News: MLB and the MLBPA have agreed to change the CBA so that teams losing TV revenue can receive luxury-tax dollars — up to $15 million per affected club.
After months of negotiation, the MLBPA thinks the change will help teams spend more on players. https://t.co/stOQN94sfC
— Evan Drellich (@EvanDrellich) July 24, 2024
According to reporting by Evan Drellich of The Athletic, affected teams can receive up to $15 million of a “media disruption distribution” under the discretion of Commissioner Manfred, with a limit of $75 million of those payments leaguewide. That’s roughly half of the $150 million that is MLB’s projected share of the luxury penalties to be collected after this season. (For its part, the MLBPA allocates is share of these funds to player retirement accounts, which is expected to remain unchanged with this agreement.)

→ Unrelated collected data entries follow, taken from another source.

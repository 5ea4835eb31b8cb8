//! Key/value field map for wire message bodies
//!
//! Splitting is deliberately lenient: a malformed entry without a key/value
//! separator is kept with an empty value instead of failing the whole
//! message, and unknown keys ride along untouched. Typed accessors are
//! where strictness lives: a present-but-unparsable value names the
//! offending field.

use chrono::{DateTime, NaiveDateTime, Utc};
use percent_encoding::percent_decode_str;
use tracing::warn;

use crate::types::error::ParseError;

use super::{FIELD_SEPARATOR, KEY_VALUE_SEPARATOR};

/// Ordered mapping from field key to raw string value.
#[derive(Debug, Clone, PartialEq, Eq, Default)]
pub struct FieldMap {
    entries: Vec<(String, String)>,
}

impl FieldMap {
    /// Split a message body (prefix already stripped) into fields.
    pub fn parse(input: &str) -> Self {
        let mut entries = Vec::new();

        for entry in input.split(FIELD_SEPARATOR) {
            let entry = entry.trim();
            if entry.is_empty() {
                continue;
            }

            match entry.split_once(KEY_VALUE_SEPARATOR) {
                Some((key, value)) => {
                    entries.push((key.trim().to_string(), value.trim().to_string()));
                }
                // Tolerated: keep the key with an empty value rather than
                // failing the whole message.
                None => entries.push((entry.to_string(), String::new())),
            }
        }

        Self { entries }
    }

    pub fn len(&self) -> usize {
        self.entries.len()
    }

    pub fn is_empty(&self) -> bool {
        self.entries.is_empty()
    }

    pub fn contains(&self, key: &str) -> bool {
        self.get(key).is_some()
    }

    /// Raw value lookup. First entry wins on duplicate keys. An empty value
    /// counts as absent; presence of a key with no value carries no data.
    pub fn get(&self, key: &str) -> Option<&str> {
        self.entries
            .iter()
            .find(|(k, _)| k == key)
            .map(|(_, v)| v.as_str())
            .filter(|v| !v.is_empty())
    }

    /// Plain text field.
    pub fn text(&self, key: &str) -> Option<String> {
        self.get(key).map(|v| v.to_string())
    }

    /// Percent-decoded text field (phone numbers arrive as `%2B44...`).
    pub fn decoded_text(&self, key: &str) -> Option<String> {
        self.get(key)
            .map(|v| percent_decode_str(v).decode_utf8_lossy().into_owned())
    }

    /// Unsigned numeric field. Present-and-unparsable is an error naming
    /// the field; absent is `Ok(None)`.
    pub fn number(&self, key: &str) -> Result<Option<u32>, ParseError> {
        match self.get(key) {
            None => Ok(None),
            Some(raw) => raw
                .parse::<u32>()
                .map(Some)
                .map_err(|_| ParseError::invalid(key, raw)),
        }
    }

    /// TCP port field.
    pub fn port(&self, key: &str) -> Result<Option<u16>, ParseError> {
        match self.get(key) {
            None => Ok(None),
            Some(raw) => raw
                .parse::<u16>()
                .map(Some)
                .map_err(|_| ParseError::invalid(key, raw)),
        }
    }

    /// Enum-coded field decoded through a fixed code table.
    pub fn code<T>(
        &self,
        key: &str,
        decode: impl Fn(&str) -> Option<T>,
    ) -> Result<Option<T>, ParseError> {
        match self.get(key) {
            None => Ok(None),
            Some(raw) => decode(raw)
                .map(Some)
                .ok_or_else(|| ParseError::invalid(key, raw)),
        }
    }

    /// Timestamp field, parsed with the injected chrono format.
    ///
    /// A failed parse degrades to absent instead of failing the message:
    /// OMTP platforms are inconsistent about optional timestamp formatting,
    /// and a bad date must not cost us the rest of the fields.
    pub fn timestamp(&self, key: &str, format: &str) -> Option<DateTime<Utc>> {
        let raw = self.get(key)?;

        if let Ok(with_zone) = DateTime::parse_from_str(raw, format) {
            return Some(with_zone.with_timezone(&Utc));
        }
        if let Ok(naive) = NaiveDateTime::parse_from_str(raw, format) {
            return Some(naive.and_utc());
        }

        warn!(field = key, value = raw, "dropping unparsable timestamp");
        None
    }
}
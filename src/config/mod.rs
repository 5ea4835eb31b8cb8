//! Engine and account configuration
//!
//! `SyncConfig` is the engine's own tuning; `AccountConfig` is the
//! persisted OMTP subscriber configuration, updated field-by-field from
//! inbound STATUS messages.

use serde::{Deserialize, Serialize};

use crate::protocol::message::{ProvisioningStatus, StatusMessage};

/// Compact OMTP timestamp form (`20230101000000`). Carriers that send the
/// zoned form configure `%d/%m/%Y %H:%M %z` instead.
pub const DEFAULT_TIMESTAMP_FORMAT: &str = "%Y%m%d%H%M%S";

/// Sync engine configuration
#[derive(Debug, Clone, Serialize, Deserialize)]
pub struct SyncConfig {
    /// Attempt budget per sync task. Also the number of consecutive
    /// greetings failures between user-visible greetings errors.
    pub max_retries: u32,
    /// chrono format for SYNC timestamp fields
    pub timestamp_format: String,
}

impl Default for SyncConfig {
    fn default() -> Self {
        Self {
            max_retries: 3,
            timestamp_format: DEFAULT_TIMESTAMP_FORMAT.to_string(),
        }
    }
}

/// Persisted subscriber configuration for one voicemail account.
///
/// Every field is optional: an account starts empty and fills in as STATUS
/// messages arrive. `sms_origin_number` is the exception: it comes from
/// the provider configuration, not from STATUS.
#[derive(Debug, Clone, Default, PartialEq, Serialize, Deserialize)]
pub struct AccountConfig {
    pub provisioning_status: Option<ProvisioningStatus>,
    pub subscription_url: Option<String>,
    pub server_address: Option<String>,
    pub imap_port: Option<u16>,
    pub imap_user: Option<String>,
    pub imap_password: Option<String>,
    pub smtp_user: Option<String>,
    pub smtp_password: Option<String>,
    /// Spoken-menu (TUI) number, also the fallback sender for voicemails
    /// that arrive without one
    pub tui_number: Option<String>,
    pub client_sms_destination: Option<String>,
    pub supported_languages: Option<String>,
    pub max_greeting_length: Option<u32>,
    pub max_voice_signature_length: Option<u32>,
    /// Number the provider sends OMTP SMS from; messages from anywhere
    /// else are dropped
    pub sms_origin_number: Option<String>,
}

impl AccountConfig {
    /// Merge a STATUS message into this configuration. Only present fields
    /// overwrite; absent fields leave the existing value untouched.
    ///
    /// Returns whether the spoken-menu number changed from its last known
    /// value.
    pub fn merge_status(&mut self, status: &StatusMessage) -> bool {
        let previous_tui = self.tui_number.clone();

        merge(&mut self.provisioning_status, &status.provisioning_status);
        merge(&mut self.subscription_url, &status.subscription_url);
        merge(&mut self.server_address, &status.server_address);
        merge(&mut self.imap_port, &status.imap_port);
        merge(&mut self.imap_user, &status.imap_user);
        merge(&mut self.imap_password, &status.imap_password);
        merge(&mut self.smtp_user, &status.smtp_user);
        merge(&mut self.smtp_password, &status.smtp_password);
        merge(&mut self.tui_number, &status.tui_number);
        merge(
            &mut self.client_sms_destination,
            &status.client_sms_destination,
        );
        merge(&mut self.supported_languages, &status.supported_languages);
        merge(&mut self.max_greeting_length, &status.max_greeting_length);
        merge(
            &mut self.max_voice_signature_length,
            &status.max_voice_signature_length,
        );

        status.tui_number.is_some() && self.tui_number != previous_tui
    }
}

fn merge<T: Clone>(existing: &mut Option<T>, incoming: &Option<T>) {
    if incoming.is_some() {
        *existing = incoming.clone();
    }
}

Drellich reports MLB approached the MLBPA about the idea early in the year and the union agreed after months of negotiations, ultimately concluding that it would result in teams spending more on players. According to the agreement, teams are required to use supplemental-fund money “in an effort to improve … performance on the field.”
It’s not clear when teams might receive these supplemental funds, but after the 2024 season might be a reasonable assumption given when luxury tax penalties are typically assessed.
If that’s correct, this news seems unlikely to impact the Twins’ trade deadline posture but could impact how they approach next winter’s transactions. At the same time, there remains significant uncertainty about the future television revenue environment, the impacts of which dwarf the scale of this supplement.
It’s also far from clear how the MLBPA will hold the owners and MLB’s feet to the fire to apply these funds to improving performance on the field, instead of padding their own coffers.
They say the best predictor of future behavior is relevant past behavior, in which case, the owners as a group (and especially those in smaller markets) have done few things to show they deserve any benefit of the doubt on this issue. Maybe we’ll be surprised, but I wouldn’t recommend holding your breath.